- [Task input]
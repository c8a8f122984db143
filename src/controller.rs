//! Orchestration of generate / inspect / set / apply / reset.
//!
//! One controller owns the interface's `AppliedState` for the life of the
//! process. Operations run to completion one at a time; a failed operation
//! leaves the state as it was, and the controller stays usable.

use tracing::{debug, info, warn};

use crate::config::Config;
use crate::domain::{AppliedState, ControllerState, MacAddress};
use crate::error::{MacError, MacResult};
use crate::platform::NetworkBackend;
use crate::store::PersistenceStore;

pub struct MacController<B, S> {
    backend: B,
    store: S,
    restore_link_on_failure: bool,
    state: ControllerState,
    applied: AppliedState,
}

impl<B: NetworkBackend, S: PersistenceStore> MacController<B, S> {
    /// Create a controller and capture the interface's default address.
    ///
    /// The default is whatever the interface reports right now; if that
    /// can't be read the configured fallback is used instead.
    pub fn new(config: &Config, backend: B, store: S) -> Self {
        let interface = config.interface.clone();

        let default_address = match backend.read(&interface) {
            Ok(Some(mac)) => {
                debug!("Captured default address {} for {}", mac, interface);
                mac
            }
            Ok(None) => {
                warn!(
                    "No address reported for {}, using fallback {}",
                    interface, config.fallback_default
                );
                config.fallback_default
            }
            Err(e) => {
                warn!("{}; using fallback {}", e, config.fallback_default);
                config.fallback_default
            }
        };

        Self::with_default(config, backend, store, default_address)
    }

    /// Create a controller whose default address is `default_address`,
    /// without reading the interface.
    ///
    /// Used when the live address can't stand for the original one, e.g. a
    /// one-shot reset run after an earlier process already changed it.
    pub fn with_default(config: &Config, backend: B, store: S, default_address: MacAddress) -> Self {
        let applied = AppliedState::new(config.interface.clone(), default_address)
            .with_last_applied(store.load());

        Self {
            backend,
            store,
            restore_link_on_failure: config.restore_link_on_failure,
            state: ControllerState::Idle,
            applied,
        }
    }

    pub fn state(&self) -> ControllerState {
        self.state
    }

    pub fn candidate(&self) -> Option<MacAddress> {
        self.state.current()
    }

    pub fn applied_state(&self) -> &AppliedState {
        &self.applied
    }

    pub fn interface(&self) -> &str {
        &self.applied.interface
    }

    pub fn default_address(&self) -> MacAddress {
        self.applied.default_address
    }

    pub fn backend(&self) -> &B {
        &self.backend
    }

    /// The value currently persisted in the store.
    pub fn last_saved(&self) -> Option<MacAddress> {
        self.store.load()
    }

    /// Stage a fresh random address.
    pub fn generate(&mut self) -> MacAddress {
        let mac = MacAddress::generate_random();
        self.transition(ControllerState::Candidate(mac));
        mac
    }

    /// Read the live address and stage it.
    pub fn inspect(&mut self) -> MacResult<MacAddress> {
        let label = self.applied.interface.clone();
        let mac = self
            .backend
            .read(&label)?
            .ok_or_else(|| MacError::Read {
                label: label.clone(),
                reason: "no MAC address reported".to_string(),
            })?;

        self.transition(ControllerState::Candidate(mac));
        Ok(mac)
    }

    /// Normalize `raw` and stage it.
    pub fn set_custom(&mut self, raw: &str) -> MacResult<MacAddress> {
        let mac = MacAddress::normalize(raw)?;
        self.transition(ControllerState::Candidate(mac));
        Ok(mac)
    }

    /// Apply the staged address.
    pub fn apply(&mut self) -> MacResult<MacAddress> {
        let mac = self.candidate().ok_or(MacError::NoCandidate)?;
        self.apply_address(mac)
    }

    /// Apply the address captured at startup, whatever is staged.
    pub fn reset(&mut self) -> MacResult<MacAddress> {
        self.apply_address(self.applied.default_address)
    }

    fn apply_address(&mut self, mac: MacAddress) -> MacResult<MacAddress> {
        let label = self.applied.interface.clone();

        if let Err(e) = self.backend.apply(&label, mac) {
            self.recover_link(&label, &e);
            return Err(e);
        }

        self.applied.last_applied = Some(mac);
        self.transition(ControllerState::Applied(mac));
        info!("Applied {} to {}", mac, label);

        // The OS change already happened; a failed save is reported but the state stays Applied
        self.store.save(mac)?;
        Ok(mac)
    }

    fn recover_link(&self, label: &str, err: &MacError) {
        if !self.restore_link_on_failure {
            return;
        }
        let Some(step) = err.failed_step() else {
            return;
        };
        if !step.follows_disable() {
            return;
        }

        warn!("Apply failed at '{}', trying to re-enable {}", step, label);
        if let Err(e) = self.backend.restore_link(label) {
            warn!("Could not re-enable {}: {}", label, e);
        }
    }

    fn transition(&mut self, next: ControllerState) {
        debug!("State: {} -> {}", self.state, next);
        self.state = next;
    }
}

- [Your objective] Reading through the records above, report each line in which the string "Create" is found.

- [Result]
    /// Create a controller and capture the interface's default address.
    /// Create a controller whose default address is `default_address`,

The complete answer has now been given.